While some products may be unavailable or have extended timelines, many high-visibility products are in stock.
3. Maintain Safety Standards
Even though adjustments may be made to the type or style of reflective apparel worn, it is critical to adhere to safety standards, such as the American National Standard for High-Visibility Safety Apparel and Accessories (ANSI/ISEA 107-2015) standard. High-visibility safety apparel is classified as Class 1, Class 2 or Class 3, based on the amount of reflective material and the level of contrast (orange or lime color) of the fabric.
Class 1 safety garments are for low-impact work environments. Class 2 attire is for employees working near traffic or in low-visibility areas. Class 3 garments are for employees working in high-traffic areas or hazardous situations, such as near heavy equipment. No compromises should be made that violate guidelines.

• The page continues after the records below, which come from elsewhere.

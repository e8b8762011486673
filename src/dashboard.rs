//! Client facade: one signed-in user, one backend, one local cache.
//!
//! Reads degrade remote → cache → mock and say which one they returned.
//! Writes go remote-first and, when the backend is unreachable and
//! `allow_mock_writes` is set, are mirrored locally with the
//! `applied_locally_only` flag raised.

use std::future::Future;
use std::path::Path;
use std::sync::{Arc, RwLock};

use chrono::{Local, Utc};
use serde::de::DeserializeOwned;
use serde::Serialize;
use tokio_util::sync::CancellationToken;
use tracing::{info, warn};

use crate::api::{ApiClient, ConnectivityResult, EntryQuery, ExportDescriptor, ExportFormat, Page};
use crate::config::ClientConfig;
use crate::db::LocalCache;
use crate::entry::{Entry, EntryDraft};
use crate::error::{LedgerError, Result};
use crate::lifecycle::{EntryLifecycle, Transition, TransitionOutcome};
use crate::mock;
use crate::records::{
    NewPriceChange, NewSupply, NewUtilityBill, PriceChange, ProductSharingSupply, SupplyStatus,
    UtilityBill, UtilityBillStatus,
};
use crate::resilient::{resilient_fetch, resilient_write, with_retry, DataSource, Fetched, WriteOutcome};
use crate::session::{self, Role, Session};
use crate::storage::{CredentialStore, KeyringStore};

const PRICE_CHANGES_KEY: &str = "price-changes";
const SUPPLIES_KEY: &str = "product-sharing";
const UTILITY_BILLS_KEY: &str = "utility-bills";

pub struct Dashboard {
    config: ClientConfig,
    api: ApiClient,
    cache: LocalCache,
    secrets: Box<dyn CredentialStore>,
    session: RwLock<Option<Arc<Session>>>,
    cancel: CancellationToken,
}

impl Dashboard {
    pub fn new(
        config: ClientConfig,
        cache: LocalCache,
        secrets: Box<dyn CredentialStore>,
    ) -> Result<Self> {
        let api = ApiClient::new(&config)?;
        info!(base_url = %api.base_url(), "dashboard client ready");
        Ok(Self {
            config,
            api,
            cache,
            secrets,
            session: RwLock::new(None),
            cancel: CancellationToken::new(),
        })
    }

    /// Production wiring: cache database under `data_dir`, token in the OS
    /// keyring, and any stored session restored.
    pub fn open(config: ClientConfig, data_dir: &Path) -> Result<Self> {
        let cache = LocalCache::open(data_dir)?;
        let dashboard = Self::new(config, cache, Box::new(KeyringStore))?;
        dashboard.restore_session();
        Ok(dashboard)
    }

    pub fn config(&self) -> &ClientConfig {
        &self.config
    }

    pub fn cache(&self) -> &LocalCache {
        &self.cache
    }

    /// Token shared by every in-flight call. Child tokens let a view cancel
    /// only its own work.
    pub fn cancel_token(&self) -> CancellationToken {
        self.cancel.clone()
    }

    /// Abort all in-flight calls and stop background loops.
    pub fn shutdown(&self) {
        self.cancel.cancel();
    }

    // -----------------------------------------------------------------------
    // Session
    // -----------------------------------------------------------------------

    pub fn sign_in(&self, session: Session) -> Result<Arc<Session>> {
        session.save(self.secrets.as_ref(), &self.cache)?;
        let session = Arc::new(session);
        *self
            .session
            .write()
            .map_err(|e| LedgerError::Storage(e.to_string()))? = Some(session.clone());
        Ok(session)
    }

    pub fn restore_session(&self) -> Option<Arc<Session>> {
        let restored = Arc::new(Session::restore(self.secrets.as_ref(), &self.cache)?);
        match self.session.write() {
            Ok(mut slot) => *slot = Some(restored.clone()),
            Err(e) => {
                warn!(error = %e, "session lock poisoned");
                return None;
            }
        }
        info!(user_id = %restored.user.id, "session restored");
        Some(restored)
    }

    pub fn sign_out(&self) -> Result<()> {
        if let Ok(mut slot) = self.session.write() {
            *slot = None;
        }
        Session::clear(self.secrets.as_ref(), &self.cache)
    }

    pub fn session(&self) -> Result<Arc<Session>> {
        let current = self
            .session
            .read()
            .map_err(|e| LedgerError::Storage(e.to_string()))?
            .clone();
        session::require(current.as_deref())?;
        current.ok_or(LedgerError::NotAuthenticated)
    }

    // -----------------------------------------------------------------------
    // Connectivity
    // -----------------------------------------------------------------------

    pub async fn check_health(&self) -> ConnectivityResult {
        tokio::select! {
            _ = self.cancel.cancelled() => ConnectivityResult {
                success: false,
                latency_ms: None,
                error: Some("health check cancelled".into()),
            },
            r = self.api.check_health() => r,
        }
    }

    // -----------------------------------------------------------------------
    // Entries
    // -----------------------------------------------------------------------

    pub fn lifecycle(&self) -> EntryLifecycle<'_> {
        EntryLifecycle::new(&self.api, &self.cache, &self.config, &self.cancel)
    }

    /// Fresh draft for the signed-in station manager's station.
    pub fn new_draft(&self) -> Result<EntryDraft> {
        let session = self.session()?;
        let station_id = session
            .user
            .station_id
            .as_deref()
            .filter(|_| session.role() == Role::StationManager)
            .ok_or_else(|| LedgerError::Forbidden {
                role: session.role().to_string(),
                action: "create entries".into(),
            })?;
        let mut draft = EntryDraft::new(
            station_id,
            session.user.station_name.as_deref(),
            self.config.reference_rates.clone(),
        );
        draft.set_date(Some(Local::now().date_naive()));
        Ok(draft)
    }

    pub async fn transition(&self, entry: &Entry, transition: Transition) -> Result<TransitionOutcome> {
        let session = self.session()?;
        self.lifecycle().transition(&session, entry, transition).await
    }

    pub async fn prefill_from_previous(&self, draft: &mut EntryDraft) -> Result<Option<DataSource>> {
        let session = self.session()?;
        self.lifecycle().prefill_from_previous(&session, draft).await
    }

    pub async fn prefill_supply(&self, draft: &mut EntryDraft) -> Result<Option<f64>> {
        let session = self.session()?;
        self.lifecycle().prefill_supply(&session, draft).await
    }

    /// Station managers only ever see their own station.
    fn scoped(&self, session: &Session, query: &EntryQuery) -> EntryQuery {
        let mut query = query.clone();
        if session.role() == Role::StationManager {
            query.station_id = session.user.station_id.clone();
        }
        query
    }

    pub async fn list_entries(&self, query: &EntryQuery) -> Result<Fetched<Page<Entry>>> {
        let session = self.session()?;
        let query = self.scoped(&session, query);
        let (api, session_ref, query_ref) = (&self.api, session.as_ref(), &query);
        self.fetch_list(
            "entries",
            &query.cache_key(),
            move || api.list_entries(session_ref, query_ref),
            || {
                let today = Local::now().date_naive();
                let items = mock::entries(query.station_id.as_deref(), today)
                    .into_iter()
                    .filter(|e| query.matches(e))
                    .collect();
                Page::single(items)
            },
        )
        .await
    }

    /// Ask the backend for an export file. There is no offline variant.
    pub async fn export_entries(&self, format: ExportFormat, query: &EntryQuery) -> Result<ExportDescriptor> {
        let session = self.session()?;
        let query = self.scoped(&session, query);
        let (api, session_ref, query_ref) = (&self.api, session.as_ref(), &query);
        with_retry(&self.config.retry, &self.cancel, "entries/export", move || {
            api.export_entries(session_ref, format, query_ref)
        })
        .await
    }

    // -----------------------------------------------------------------------
    // Records
    // -----------------------------------------------------------------------

    pub async fn list_price_changes(&self) -> Result<Fetched<Vec<PriceChange>>> {
        let session = self.session()?;
        let (api, s) = (&self.api, session.as_ref());
        self.fetch_list(
            "price-changes",
            PRICE_CHANGES_KEY,
            move || api.list_price_changes(s),
            || mock::price_changes(Local::now().date_naive()),
        )
        .await
    }

    pub async fn create_price_change(&self, change: NewPriceChange) -> Result<WriteOutcome<PriceChange>> {
        let session = self.session()?;
        change.validate()?;
        let (api, s, body) = (&self.api, session.as_ref(), &change);
        self.write(
            "price-changes",
            move || api.create_price_change(s, body),
            || change.clone().into_local(mock::local_id("price-change"), s.actor()),
        )
        .await
    }

    pub async fn review_price_change(
        &self,
        change: &PriceChange,
        approve: bool,
        reason: Option<&str>,
    ) -> Result<WriteOutcome<PriceChange>> {
        let session = self.session()?;
        change.check_review(&session, approve, reason)?;
        let (api, s, id) = (&self.api, session.as_ref(), change.id.as_str());
        let reason_text = reason.map(str::trim).unwrap_or_default();
        self.write(
            if approve { "price-changes/approve" } else { "price-changes/reject" },
            move || async move {
                if approve {
                    api.approve_price_change(s, id).await
                } else {
                    api.reject_price_change(s, id, reason_text).await
                }
            },
            || {
                let mut local = change.clone();
                local.apply_review(approve, reason, s.actor(), Utc::now());
                local
            },
        )
        .await
    }

    pub async fn list_supplies(&self) -> Result<Fetched<Vec<ProductSharingSupply>>> {
        let session = self.session()?;
        let (api, s) = (&self.api, session.as_ref());
        self.fetch_list(
            "product-sharing",
            SUPPLIES_KEY,
            move || api.list_supplies(s),
            || mock::supplies(Local::now().date_naive()),
        )
        .await
    }

    pub async fn create_supply(&self, supply: NewSupply) -> Result<WriteOutcome<ProductSharingSupply>> {
        let session = self.session()?;
        supply.validate()?;
        let (api, s, body) = (&self.api, session.as_ref(), &supply);
        self.write(
            "product-sharing",
            move || api.create_supply(s, body),
            || supply.clone().into_local(mock::local_id("supply"), s.actor()),
        )
        .await
    }

    pub async fn update_supply_status(
        &self,
        supply: &ProductSharingSupply,
        to: SupplyStatus,
        received_quantity: Option<f64>,
    ) -> Result<WriteOutcome<ProductSharingSupply>> {
        let session = self.session()?;
        supply.check_transition(&session, to)?;
        let (api, s, id) = (&self.api, session.as_ref(), supply.id.as_str());
        self.write(
            "product-sharing/status",
            move || api.update_supply_status(s, id, to, received_quantity),
            || {
                let mut local = supply.clone();
                local.apply_transition(to, received_quantity, s.actor(), Utc::now());
                local
            },
        )
        .await
    }

    pub async fn list_utility_bills(&self) -> Result<Fetched<Vec<UtilityBill>>> {
        let session = self.session()?;
        let (api, s) = (&self.api, session.as_ref());
        self.fetch_list(
            "utility-bills",
            UTILITY_BILLS_KEY,
            move || api.list_utility_bills(s),
            || mock::utility_bills(Local::now().date_naive()),
        )
        .await
    }

    pub async fn create_utility_bill(&self, bill: NewUtilityBill) -> Result<WriteOutcome<UtilityBill>> {
        let session = self.session()?;
        bill.validate()?;
        let (api, s, body) = (&self.api, session.as_ref(), &bill);
        self.write(
            "utility-bills",
            move || api.create_utility_bill(s, body),
            || bill.clone().into_local(mock::local_id("bill")),
        )
        .await
    }

    pub async fn update_utility_bill_status(
        &self,
        bill: &UtilityBill,
        to: UtilityBillStatus,
    ) -> Result<WriteOutcome<UtilityBill>> {
        let session = self.session()?;
        bill.check_transition(&session, to)?;
        let (api, s, id) = (&self.api, session.as_ref(), bill.id.as_str());
        self.write(
            "utility-bills/status",
            move || api.update_utility_bill_status(s, id, to),
            || {
                let mut local = bill.clone();
                local.apply_transition(to, s.actor(), Utc::now());
                local
            },
        )
        .await
    }

    // -----------------------------------------------------------------------
    // Plumbing
    // -----------------------------------------------------------------------

    /// Read with fallback; a fresh remote result replaces the cached copy.
    async fn fetch_list<T, F, Fut, M>(
        &self,
        endpoint: &str,
        cache_key: &str,
        fetch: F,
        mock: M,
    ) -> Result<Fetched<T>>
    where
        T: Serialize + DeserializeOwned,
        F: FnMut() -> Fut,
        Fut: Future<Output = Result<T>>,
        M: FnOnce() -> T,
    {
        let cache = &self.cache;
        let fetched = resilient_fetch(
            endpoint,
            &self.config.retry,
            &self.cancel,
            fetch,
            || cache.load_list(cache_key),
            mock,
        )
        .await?;
        if fetched.source == DataSource::Remote {
            if let Err(e) = cache.store_list(cache_key, &fetched.data) {
                warn!(cache_key, error = %e, "failed to cache list");
            }
        }
        Ok(fetched)
    }

    async fn write<T, F, Fut, L>(&self, endpoint: &str, call: F, local: L) -> Result<WriteOutcome<T>>
    where
        F: FnMut() -> Fut,
        Fut: Future<Output = Result<T>>,
        L: FnOnce() -> T,
    {
        let local = self.config.allow_mock_writes.then_some(local);
        resilient_write(endpoint, &self.config.retry, &self.cancel, call, local).await
    }
}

4. Create Succession Plans
Evaluate replacement timelines and adjust for possible shipping delays. Adjust your purchase schedule by purchasing supplies with the longest lead times first. Build in additional time for large quantities of gear or custom orders, such as high-visibility jackets with custom logos. Establish a succession plan to replace gear before it becomes a safety. Structured safety programs that function on a set schedule help to remove inconsistencies related to human factors, such as independent apparel maintenance and inspection. Structured programs are also budget-friendly and allow for more accurate forecasting and business planning.
5. Prolong the Life of Existing Gear & Apparel
Reflective garments that are not properly cared for lose their effectiveness early and unnecessarily increase the demand for replacement garments.

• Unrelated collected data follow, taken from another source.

//! Entry validation rules.
//!
//! Validation is a pure function of the entry and an explicit context; it
//! never reads session or cache state itself. Every rule runs independently
//! and all violations are reported together so the form can list them inline.

use std::fmt;

use serde::{Deserialize, Serialize};

use crate::entry::{Entry, EntryField, Product};

pub const OPEN_SL_MAX: f64 = 70_000.0;
pub const RATE_MIN: f64 = 1.0;
pub const RATE_MAX: f64 = 50.0;
pub const READING_ORDER_MESSAGE: &str = "Closing reading must be greater than opening reading";

/// One broken rule. `field` is the wire name of the offending field, when the
/// rule is about a single field.
#[derive(Debug, Clone, PartialEq, Serialize, Deserialize)]
pub struct Violation {
    #[serde(skip_serializing_if = "Option::is_none")]
    pub field: Option<String>,
    pub message: String,
}

impl Violation {
    fn on(field: EntryField, message: String) -> Self {
        Self {
            field: Some(field.wire_name().to_string()),
            message,
        }
    }
}

impl fmt::Display for Violation {
    fn fmt(&self, f: &mut fmt::Formatter<'_>) -> fmt::Result {
        f.write_str(&self.message)
    }
}

/// Cross-product cash check: the designated product's cash-to-bank plus its
/// companion's must match the bank lodgement within `threshold`.
#[derive(Debug, Clone, PartialEq, Serialize, Deserialize)]
pub struct CashVarianceRule {
    pub product: Product,
    pub companion: Product,
    pub threshold: f64,
}

impl Default for CashVarianceRule {
    fn default() -> Self {
        Self {
            product: Product::Diesel,
            companion: Product::Super,
            threshold: 100.0,
        }
    }
}

/// Everything validation needs beyond the entry itself.
#[derive(Debug, Clone, Default)]
pub struct ValidationContext<'a> {
    pub cash_variance: Option<&'a CashVarianceRule>,
    /// Companion product's cash-to-bank for the same station and day, when
    /// one was recorded earlier.
    pub companion_cash_to_bank: Option<f64>,
}

/// Validate an entry without any cross-entry context.
pub fn validate_entry(entry: &Entry) -> Vec<Violation> {
    validate(entry, &ValidationContext::default())
}

pub fn validate(entry: &Entry, ctx: &ValidationContext<'_>) -> Vec<Violation> {
    let mut violations = Vec::new();

    for field in EntryField::MANDATORY {
        if !entry.has(field) {
            violations.push(Violation::on(field, format!("{field} is required")));
        }
    }

    if let Some(open_sl) = entry.inputs.open_sl {
        if !(0.0..=OPEN_SL_MAX).contains(&open_sl) {
            violations.push(Violation::on(
                EntryField::OpenSL,
                format!("openSL must be between 0 and {OPEN_SL_MAX:.0} litres"),
            ));
        }
    }

    if let Some(rate) = entry.inputs.rate {
        if !(RATE_MIN..=RATE_MAX).contains(&rate) {
            violations.push(Violation::on(
                EntryField::Rate,
                format!("rate must be between {RATE_MIN:.0} and {RATE_MAX:.0}"),
            ));
        }
    }

    if let (Some(open), Some(close)) = (entry.inputs.open_sr, entry.inputs.closing_sr) {
        if close <= open {
            violations.push(Violation::on(
                EntryField::ClosingSR,
                READING_ORDER_MESSAGE.to_string(),
            ));
        }
    }

    if let Some(v) = cash_variance_violation(entry, ctx) {
        violations.push(v);
    }

    violations
}

fn cash_variance_violation(entry: &Entry, ctx: &ValidationContext<'_>) -> Option<Violation> {
    let rule = ctx.cash_variance?;
    if entry.product != Some(rule.product) {
        return None;
    }
    let companion = ctx.companion_cash_to_bank?;
    let own = entry.derived.cash_to_bank?;
    let lodged = entry.inputs.bank_lodgement?;

    let variance = (companion + own - lodged).abs();
    if variance <= rule.threshold {
        return None;
    }
    Some(Violation::on(
        EntryField::BankLodgement,
        format!(
            "Cash variance of \u{20b5}{variance:.2} between {} + {} cash to bank and bank lodgement exceeds \u{20b5}{:.2}",
            rule.product, rule.companion, rule.threshold
        ),
    ))
}

#[cfg(test)]
mod tests {
    use super::*;
    use crate::entry::EntryInputs;
    use crate::reconcile;
    use chrono::NaiveDate;

    fn complete_entry() -> Entry {
        reconcile::derive(Entry {
            date: NaiveDate::from_ymd_opt(2026, 10, 16),
            product: Some(Product::Super),
            station_id: "st-1".into(),
            inputs: EntryInputs {
                open_sl: Some(8500.0),
                supply: Some(15000.0),
                overage_shortage_l: Some(0.0),
                closing_sl: Some(6200.0),
                open_sr: Some(125680.0),
                closing_sr: Some(143280.0),
                return_tt: Some(300.0),
                rate: Some(15.85),
                credit_sales: Some(14000.0),
                advances: Some(5000.0),
                shortage_momo: Some(2000.0),
                repayment_shortage_momo: Some(1500.0),
                repayment_advances: Some(3000.0),
                received_from_debtors: Some(8000.0),
                bank_lodgement: Some(265705.0),
            },
            ..Entry::default()
        })
    }

    fn messages(v: &[Violation]) -> Vec<&str> {
        v.iter().map(|v| v.message.as_str()).collect()
    }

    #[test]
    fn complete_entry_is_clean() {
        assert!(validate_entry(&complete_entry()).is_empty());
    }

    #[test]
    fn every_missing_mandatory_field_is_reported() {
        let violations = validate_entry(&Entry::default());
        let msgs = messages(&violations);
        for expected in [
            "date is required",
            "product is required",
            "openSL is required",
            "closingSL is required",
            "openSR is required",
            "closingSR is required",
            "rate is required",
            "bankLodgement is required",
        ] {
            assert!(msgs.contains(&expected), "missing {expected:?} in {msgs:?}");
        }
        assert_eq!(violations.len(), 8);
    }

    #[test]
    fn closing_reading_must_exceed_opening() {
        let mut entry = complete_entry();
        entry.inputs.open_sr = Some(100000.0);
        entry.inputs.closing_sr = Some(100000.0);
        assert_eq!(messages(&validate_entry(&entry)), vec![READING_ORDER_MESSAGE]);

        entry.inputs.closing_sr = Some(99999.0);
        assert_eq!(messages(&validate_entry(&entry)), vec![READING_ORDER_MESSAGE]);
    }

    #[test]
    fn opening_stock_range_is_inclusive() {
        let mut entry = complete_entry();
        entry.inputs.open_sl = Some(70000.0);
        assert!(validate_entry(&entry).is_empty());

        entry.inputs.open_sl = Some(75000.0);
        let violations = validate_entry(&entry);
        assert_eq!(violations.len(), 1);
        assert_eq!(violations[0].field.as_deref(), Some("openSL"));
        assert!(violations[0].message.contains("70000"));
    }

    #[test]
    fn rate_range_is_checked() {
        let mut entry = complete_entry();
        entry.inputs.rate = Some(0.5);
        assert_eq!(validate_entry(&entry)[0].field.as_deref(), Some("rate"));
        entry.inputs.rate = Some(50.0);
        assert!(validate_entry(&entry).is_empty());
        entry.inputs.rate = Some(50.01);
        assert_eq!(validate_entry(&entry).len(), 1);
    }

    #[test]
    fn rules_do_not_short_circuit() {
        let mut entry = complete_entry();
        entry.inputs.rate = None;
        entry.inputs.open_sl = Some(80000.0);
        entry.inputs.closing_sr = Some(1.0);
        assert_eq!(validate_entry(&entry).len(), 3);
    }

    #[test]
    fn companion_variance_only_applies_to_designated_product() {
        let rule = CashVarianceRule::default();
        let mut entry = complete_entry();
        // Lodgement covers this product's cash only; companion adds 500 more.
        let ctx = ValidationContext {
            cash_variance: Some(&rule),
            companion_cash_to_bank: Some(500.0),
        };
        assert!(validate(&entry, &ctx).is_empty(), "Super is not the designated product");

        entry.product = Some(Product::Diesel);
        let violations = validate(&entry, &ctx);
        assert_eq!(violations.len(), 1);
        assert_eq!(violations[0].field.as_deref(), Some("bankLodgement"));

        // Within threshold once the companion cash is lodged too.
        entry.inputs.bank_lodgement = Some(265705.0 + 450.0);
        assert!(validate(&entry, &ctx).is_empty());
    }

    #[test]
    fn variance_threshold_is_inclusive() {
        let rule = CashVarianceRule::default();
        let mut entry = complete_entry();
        entry.product = Some(Product::Diesel);
        let ctx = ValidationContext {
            cash_variance: Some(&rule),
            companion_cash_to_bank: Some(500.0),
        };

        entry.inputs.bank_lodgement = Some(265705.0 + 500.0 - 100.0);
        assert!(validate(&entry, &ctx).is_empty());

        entry.inputs.bank_lodgement = Some(265705.0 + 500.0 - 100.01);
        let violations = validate(&entry, &ctx);
        assert_eq!(violations.len(), 1);
        assert!(violations[0].message.contains("100.01"), "{}", violations[0].message);
    }

    #[test]
    fn variance_skipped_without_cached_companion_value() {
        let rule = CashVarianceRule::default();
        let mut entry = complete_entry();
        entry.product = Some(Product::Diesel);
        entry.inputs.bank_lodgement = Some(1.0);
        let ctx = ValidationContext {
            cash_variance: Some(&rule),
            companion_cash_to_bank: None,
        };
        assert!(validate(&entry, &ctx).is_empty());
    }
}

Since employees should never use reflective garments that have lost their effectiveness, all dull, faded, scratched or torn garments should be replaced immediately. Employees should also replace garments after the recommended number of washings.
Employees can maximize the life of reflective garments through proper care such as not washing reflective apparel with materials that have a rough finish, such as jeans, turning garments inside out before washing, avoiding fabric softeners, which may damage reflective tape and drying reflective apparel on a line instead of putting it in the dryer, as the heat will damage reflective tape. Additionally, make sure not to wash reflective garments with dark garments, as that exposure may reduce the intensity of fluorescent materials, removing dirt and storing reflective garments away from direct sunlight and without crushing reflective tape. With proper planning, your construction business can keep its employees safe by staying ahead of supply-chain delays that impact shipments of safety gear.